## Work request
Set down, exactly as written, every line from the top of the records below to the line containing "pub fn ever_started(&self)", both ends included, and no others.

Records drawn from a dataset:

====================

impl FiberEntity {
    #[inline]
    pub fn id(&self) -> FiberId {
        self.debugging_fiber_id
    }

    #[inline]
    pub fn is_master(&self) -> bool {
        self.stack_base.is_null()
    }

    #[inline]
    pub fn ever_started(&self) -> bool {
        self.ever_started_magic.load(Ordering::Relaxed) == EVER_STARTED_MAGIC
    }

    #[inline]
    pub fn scheduler_lock(&self) -> &SpinLock<FiberState> {
        &self.scheduler_lock
    }

    /// Current state (takes the transition lock)
    pub fn state(&self) -> FiberState {
        *self.scheduler_lock.lock()
    }

    /// Group the fiber was last readied into
    #[inline]
    pub fn scheduling_group(&self) -> Option<&SchedulingGroup> {
        // Safety: groups outlive every fiber they have seen
        unsafe { self.scheduling_group.load(Ordering::Acquire).as_ref() }
    }

    #[inline]
    pub(crate) fn set_scheduling_group(&self, group: &SchedulingGroup) {
        self.scheduling_group
            .store(group as *const SchedulingGroup as *mut _, Ordering::Release);
    }

    #[inline]
    pub fn is_scheduling_group_local(&self) -> bool {
        self.scheduling_group_local
    }

    #[inline]
    pub fn is_fiber_reactor(&self) -> bool {
        self.is_fiber_reactor
    }

    /// Monotonic timestamp of the last time the fiber was made ready
    #[inline]
    pub fn last_ready_ns(&self) -> u64 {
        self.last_ready_ns.load(Ordering::Relaxed)
    }

    #[inline]
    pub(crate) fn set_last_ready_ns(&self, ns: u64) {
        self.last_ready_ns.store(ns, Ordering::Relaxed);
    }

    #[inline]
    pub fn stack_size(&self) -> usize {
        self.stack_size
    }

    /// Highest usable stack address, where the fiber's stack pointer starts
    ///
    /// The stack grows down from here; the page from here up holds this
    /// control block. Null for master fibers, which run on their thread's
    /// stack.
    pub fn stack_top(&self) -> *mut u8 {
        if self.is_master() {
            return ptr::null_mut();
        }
        // Safety: stacks are at least two pages
        unsafe { self.stack_base.add(self.stack_size - memory::page_size()) }
    }

    /// Size of the stack below `stack_top()`, including the guard page of
    /// pooled stacks
    pub fn stack_limit(&self) -> usize {
        if self.is_master() {
            return 0;
        }
        self.stack_size - memory::page_size()
    }

    /// Whether the stack came from the system allocator rather than the pool
    #[inline]
    pub fn is_from_system(&self) -> bool {
        self.is_from_system
    }

    /// Non-trivial fiber-local slot `index`
    ///
    /// # Safety
    ///
    /// Only the fiber itself may call this, while it runs.
    #[inline]
    pub unsafe fn get_fls(&self, index: usize) -> NonNull<ErasedPtr> {
        (*self.fls.get()).slot(index)
    }

    /// Trivial fiber-local slot `index`, zero until first written
    ///
    /// # Safety
    ///
    /// Only the fiber itself may call this, while it runs.
    #[inline]
    pub unsafe fn get_trivial_fls(&self, index: usize) -> &Cell<u64> {
        (*self.fls.get()).trivial_slot(index)
    }

    fn run_pending_resume_proc(&self) {
        // Safety: set by whoever resumed us, and we are the only runner now
        if let Some(proc_) = unsafe { (*self.resume_proc.get()).take() } {
            proc_();
        }
    }
}

impl fmt::Debug for FiberEntity {
    fn fmt(&self, f: &mut fmt::Formatter<'_>) -> fmt::Result {
        f.debug_struct("FiberEntity")
            .field("id", &self.debugging_fiber_id)
            .field("master", &self.is_master())
            .field("stack_size", &self.stack_size)
            .finish_non_exhaustive()
    }
}

/// Shared handle to a fiber's control block
///
/// Copyable and thread-safe. Validity is governed by the fiber's
/// lifecycle, not by the handle: once a fiber is freed its handles dangle.
#[derive(Clone, Copy, PartialEq, Eq, Hash)]
pub struct FiberPtr(NonNull<FiberEntity>);

// Safety: see FiberEntity
unsafe impl Send for FiberPtr {}
unsafe impl Sync for FiberPtr {}

impl Deref for FiberPtr {
    type Target = FiberEntity;

    #[inline]
    fn deref(&self) -> &FiberEntity {
        // Safety: handles are only used while the fiber is alive
        unsafe { self.0.as_ref() }
    }
}

impl fmt::Debug for FiberPtr {
    fn fmt(&self, f: &mut fmt::Formatter<'_>) -> fmt::Result {
        write!(f, "FiberPtr({:p}, {})", self.0.as_ptr(), self.id())
    }
}

impl FiberPtr {
    #[inline]
    pub fn as_ptr(self) -> *mut FiberEntity {
        self.0.as_ptr()
    }

    #[inline]
    pub fn as_non_null(self) -> NonNull<FiberEntity> {
        self.0
    }

    /// # Safety
    ///
    /// `ptr` must point to a live control block.
    #[inline]
    pub unsafe fn from_non_null(ptr: NonNull<FiberEntity>) -> Self {
        FiberPtr(ptr)
    }

    /// Switch from the calling fiber to `self`
    ///
    /// Returns when someone switches back. The caller is then the current
    /// fiber again and its pending resume action (if any) has run.
    ///
    /// # Safety
    ///
    /// `self` must be alive and suspended, and the caller must own its
    /// transition: its state was moved to `Running` under its scheduler
    /// lock, or the caller holds that lock on its behalf. No other thread
    /// may resume `self` until it switches away again.
    ///
    /// ```compile_fail
    /// fn run(fiber: rfiber_runtime::FiberPtr) {
    ///     fiber.resume();
    /// }
    /// ```
    pub unsafe fn resume(self) {
        let Some(caller) = tls::current_fiber() else {
            panic!("resume() called on a thread without a master fiber");
        };
        assert_ne!(caller, self, "a fiber cannot resume itself");

        caller.sanitizer.start_switch(&self.sanitizer);
        // Safety: `self` is suspended and owned by us (lock protocol), its
        // saved context is either fresh or from an earlier switch
        unsafe { switch_context(caller.state_save_area.get(), self.state_save_area.get()) };
        caller.sanitizer.finish_switch();

        // Possibly on another worker now
        tls::set_current_fiber(Some(caller));
        caller.run_pending_resume_proc();
    }

    /// Resume `self` and have it run `cb` before anything else
    ///
    /// `cb` runs on `self`'s stack after the switch, i.e. once the caller's
    /// context is fully saved.
    ///
    /// # Safety
    ///
    /// As for [`resume`](Self::resume).
    pub unsafe fn resume_on<F>(self, cb: F)
    where
        F: FnOnce() + 'static,
    {
        // `self` is suspended, nobody else touches its resume slot
        let slot = &mut *self.resume_proc.get();
        assert!(slot.is_none(), "fiber already has a pending resume action");
        *slot = Some(Box::new(cb));
        self.resume();
    }
}
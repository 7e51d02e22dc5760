//! Worker parking
//!
//! Idle workers sleep on an event count so that a wake issued between
//! "I found no work" and "I am asleep" is never lost:
//!
//! ```text
//!   worker                         waker
//!   token = prepare_park()         push work
//!   re-check queues                wake_one() / wake_all()
//!     found work -> cancel_park()    (bumps the epoch, then wakes
//!     none       -> park(token)       sleepers if any are registered)
//! ```
//!
//! `park` returns immediately if the epoch moved since `prepare_park`.

use std::time::Duration;

/// Event-count style sleep/wake for idle workers
pub trait WorkerParking: Send + Sync {
    /// Register as a prospective sleeper and snapshot the epoch
    ///
    /// Must be followed by exactly one `cancel_park` or `park`.
    fn prepare_park(&self) -> u32;

    /// Withdraw a `prepare_park` without sleeping
    fn cancel_park(&self);

    /// Sleep until the epoch differs from `token`, or until `timeout`
    ///
    /// Returns `true` if the epoch moved. Callers re-check for work either way.
    fn park(&self, token: u32, timeout: Option<Duration>) -> bool;

    /// Bump the epoch and wake one sleeper, if any
    fn wake_one(&self);

    /// Bump the epoch and wake every sleeper
    fn wake_all(&self);

    /// Number of registered sleepers (hint, may be stale)
    fn parked_count(&self) -> usize;
}

cfg_if::cfg_if! {
    if #[cfg(target_os = "linux")] {
        mod futex_linux;
        pub use futex_linux::FutexParking as PlatformParking;
    } else {
        mod fallback;
        pub use fallback::FallbackParking as PlatformParking;
    }
}

/// Create the platform's parking implementation
pub fn new_parking() -> Box<dyn WorkerParking> {
    Box::new(PlatformParking::new())
}

#[cfg(test)]
mod tests {
    use super::*;
    use std::sync::atomic::{AtomicBool, Ordering};
    use std::sync::Arc;
    use std::thread;
    use std::time::Instant;

    #[test]
    fn test_park_timeout() {
        let parking = new_parking();
        let token = parking.prepare_park();
        let start = Instant::now();
        let woken = parking.park(token, Some(Duration::from_millis(50)));
        assert!(!woken);
        assert!(start.elapsed() >= Duration::from_millis(40));
        assert_eq!(parking.parked_count(), 0);
    }

    #[test]
    fn test_wake_before_park_is_not_lost() {
        let parking = new_parking();
        let token = parking.prepare_park();
        parking.wake_one();

        let start = Instant::now();
        assert!(parking.park(token, Some(Duration::from_secs(10))));
        assert!(start.elapsed() < Duration::from_secs(5));
    }

    #[test]
    fn test_cancel_park() {
        let parking = new_parking();
        parking.prepare_park();
        assert_eq!(parking.parked_count(), 1);
        parking.cancel_park();
        assert_eq!(parking.parked_count(), 0);
    }

    #[test]
    fn test_wake_one_parked_thread() {
        let parking: Arc<dyn WorkerParking> = Arc::new(PlatformParking::new());
        let done = Arc::new(AtomicBool::new(false));

        let handle = {
            let parking = Arc::clone(&parking);
            let done = Arc::clone(&done);
            thread::spawn(move || {
                while !done.load(Ordering::Acquire) {
                    let token = parking.prepare_park();
                    if done.load(Ordering::Acquire) {
                        parking.cancel_park();
                        break;
                    }
                    parking.park(token, Some(Duration::from_secs(10)));
                }
            })
        };

        thread::sleep(Duration::from_millis(20));
        let start = Instant::now();
        done.store(true, Ordering::Release);
        parking.wake_one();
        handle.join().unwrap();
        assert!(start.elapsed() < Duration::from_secs(5));
    }

    #[test]
    fn test_wake_all() {
        let parking: Arc<dyn WorkerParking> = Arc::new(PlatformParking::new());
        let done = Arc::new(AtomicBool::new(false));

        let handles: Vec<_> = (0..4)
            .map(|_| {
                let parking = Arc::clone(&parking);
                let done = Arc::clone(&done);
                thread::spawn(move || loop {
                    let token = parking.prepare_park();
                    if done.load(Ordering::Acquire) {
                        parking.cancel_park();
                        return;
                    }
                    parking.park(token, Some(Duration::from_secs(10)));
                })
            })
            .collect();

        thread::sleep(Duration::from_millis(20));
        let start = Instant::now();
        done.store(true, Ordering::Release);
        parking.wake_all();
        for h in handles {
            h.join().unwrap();
        }
        assert!(start.elapsed() < Duration::from_secs(5));
    }
}
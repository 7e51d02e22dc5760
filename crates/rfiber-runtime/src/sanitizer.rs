//! Sanitizer annotations for stack switches
//!
//! With the `asan` or `tsan` feature enabled, every context switch tells
//! the sanitizer runtime which stack it is moving to. Without them
//! [`SanitizerContext`] is empty and every hook compiles to nothing.

#[cfg(any(feature = "asan", feature = "tsan"))]
use std::cell::Cell;
#[cfg(any(feature = "asan", feature = "tsan"))]
use std::ffi::c_void;
#[cfg(any(feature = "asan", feature = "tsan"))]
use std::ptr;

#[cfg(feature = "asan")]
extern "C" {
    fn __sanitizer_start_switch_fiber(
        fake_stack_save: *mut *mut c_void,
        bottom: *const c_void,
        size: usize,
    );
    fn __sanitizer_finish_switch_fiber(
        fake_stack_save: *mut c_void,
        bottom_old: *mut *const c_void,
        size_old: *mut usize,
    );
}

#[cfg(feature = "tsan")]
extern "C" {
    fn __tsan_get_current_fiber() -> *mut c_void;
    fn __tsan_create_fiber(flags: u32) -> *mut c_void;
    fn __tsan_destroy_fiber(fiber: *mut c_void);
    fn __tsan_switch_to_fiber(fiber: *mut c_void, flags: u32);
}

/// Per-fiber sanitizer state
pub struct SanitizerContext {
    #[cfg(feature = "asan")]
    fake_stack: Cell<*mut c_void>,
    #[cfg(feature = "asan")]
    stack_bottom: Cell<*const c_void>,
    #[cfg(feature = "asan")]
    stack_size: Cell<usize>,
    #[cfg(feature = "tsan")]
    tsan_fiber: Cell<*mut c_void>,
    #[cfg(feature = "tsan")]
    owns_tsan_fiber: bool,
}

impl Default for SanitizerContext {
    fn default() -> Self {
        SanitizerContext {
            #[cfg(feature = "asan")]
            fake_stack: Cell::new(ptr::null_mut()),
            #[cfg(feature = "asan")]
            stack_bottom: Cell::new(ptr::null()),
            #[cfg(feature = "asan")]
            stack_size: Cell::new(0),
            #[cfg(feature = "tsan")]
            tsan_fiber: Cell::new(ptr::null_mut()),
            #[cfg(feature = "tsan")]
            owns_tsan_fiber: false,
        }
    }
}

impl SanitizerContext {
    /// Context for a fiber running on `[bottom, bottom + size)`
    #[allow(unused_variables)]
    pub fn for_stack(bottom: *const u8, size: usize) -> Self {
        SanitizerContext {
            #[cfg(feature = "asan")]
            fake_stack: Cell::new(ptr::null_mut()),
            #[cfg(feature = "asan")]
            stack_bottom: Cell::new(bottom.cast()),
            #[cfg(feature = "asan")]
            stack_size: Cell::new(size),
            #[cfg(feature = "tsan")]
            tsan_fiber: Cell::new(unsafe { __tsan_create_fiber(0) }),
            #[cfg(feature = "tsan")]
            owns_tsan_fiber: true,
        }
    }

    /// Context for the calling thread's own stack
    pub fn for_current_thread() -> Self {
        let ctx = SanitizerContext::default();
        #[cfg(feature = "asan")]
        {
            let (bottom, size) = current_thread_stack();
            ctx.stack_bottom.set(bottom);
            ctx.stack_size.set(size);
        }
        #[cfg(feature = "tsan")]
        {
            ctx.tsan_fiber.set(unsafe { __tsan_get_current_fiber() });
        }
        ctx
    }

    /// Announce a switch from `self` to `to`
    #[inline]
    #[allow(unused_variables)]
    pub fn start_switch(&self, to: &SanitizerContext) {
        #[cfg(feature = "asan")]
        unsafe {
            __sanitizer_start_switch_fiber(
                self.fake_stack.as_ptr(),
                to.stack_bottom.get(),
                to.stack_size.get(),
            );
        }
        #[cfg(feature = "tsan")]
        unsafe {
            __tsan_switch_to_fiber(to.tsan_fiber.get(), 0);
        }
    }

    /// Complete a switch that landed on `self`
    #[inline]
    pub fn finish_switch(&self) {
        #[cfg(feature = "asan")]
        unsafe {
            __sanitizer_finish_switch_fiber(
                self.fake_stack.get(),
                ptr::null_mut(),
                ptr::null_mut(),
            );
        }
    }
}

#[cfg(feature = "tsan")]
impl Drop for SanitizerContext {
    fn drop(&mut self) {
        if self.owns_tsan_fiber && !self.tsan_fiber.get().is_null() {
            unsafe { __tsan_destroy_fiber(self.tsan_fiber.get()) };
        }
    }
}

#[cfg(feature = "asan")]
fn current_thread_stack() -> (*const c_void, usize) {
    let mut attr = std::mem::MaybeUninit::<libc::pthread_attr_t>::uninit();
    let mut addr: *mut c_void = ptr::null_mut();
    let mut size = 0usize;
    unsafe {
        if libc::pthread_getattr_np(libc::pthread_self(), attr.as_mut_ptr()) != 0 {
            return (ptr::null(), 0);
        }
        libc::pthread_attr_getstack(attr.as_ptr(), &mut addr, &mut size);
        libc::pthread_attr_destroy(attr.as_mut_ptr());
    }
    (addr as *const c_void, size)
}
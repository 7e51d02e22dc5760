//! Basic rfiber example
//!
//! Spawns a few fibers across two scheduling groups, joins them from a
//! fiber, and shows fiber-local storage.
//!
//! # Environment Variables
//!
//! - `RFB_FLUSH_EPRINT=1` - Flush debug output immediately (useful for crash debugging)
//! - `RFB_LOG_LEVEL=debug` - Set log level (off, error, warn, info, debug, trace)

use std::cell::Cell;

use rfiber::{kdebug, kinfo, spawn, yield_now, Builder, FiberLocal, Launch, Runtime, SchedulerConfig};

static STEPS: FiberLocal<Cell<u32>> = FiberLocal::new(|| Cell::new(0));

// RFB_LOG_LEVEL=debug RFB_FLUSH_EPRINT=1 cargo run -p rfiber-basic
fn main() {
    println!("=== rfiber Basic Example ===\n");
    rfiber::init_logging();

    let config = SchedulerConfig::default()
        .num_groups(2)
        .workers_per_group(2)
        .debug_logging(true);

    let runtime = match Runtime::new(config) {
        Ok(rt) => rt,
        Err(e) => {
            eprintln!("failed to start runtime: {}", e);
            std::process::exit(1);
        }
    };

    let total = runtime.block_on(|| {
        kinfo!("Spawning fibers...");

        let mut fibers = Vec::new();
        for i in 1..=3u32 {
            let fiber = spawn(move || {
                kdebug!("[fiber {}] started", i);
                for j in 0..3 {
                    STEPS.with(|s| s.set(s.get() + 1));
                    kdebug!("[fiber {}] iteration {}", i, j);
                    yield_now();
                }
                kdebug!("[fiber {}] finished", i);
                STEPS.with(|s| s.get()) * i
            });
            println!("Spawned fiber {} (ID={})", i, fiber.id());
            fibers.push(fiber);
        }

        // Runs before this fiber gets back control
        let eager = Builder::new()
            .launch(Launch::Dispatch)
            .spawn(|| {
                kdebug!("[eager] running");
                100
            })
            .map(|f| f.join().unwrap_or(0))
            .unwrap_or(0);

        fibers.into_iter().map(|f| f.join().unwrap_or(0)).sum::<u32>() + eager
    });

    match total {
        Ok(total) => println!("\nSum of results: {} (expected 118)", total),
        Err(e) => println!("\nblock_on failed: {}", e),
    }
    println!("Fibers still alive: {}", rfiber::fiber_count());

    if let Err(e) = runtime.shutdown() {
        eprintln!("shutdown failed: {}", e);
    }
    println!("\n=== Example Complete ===");
}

====================

## Answer to this problem
impl FiberEntity {
    #[inline]
    pub fn id(&self) -> FiberId {
        self.debugging_fiber_id
    }

    #[inline]
    pub fn is_master(&self) -> bool {
        self.stack_base.is_null()
    }

    #[inline]
    pub fn ever_started(&self) -> bool {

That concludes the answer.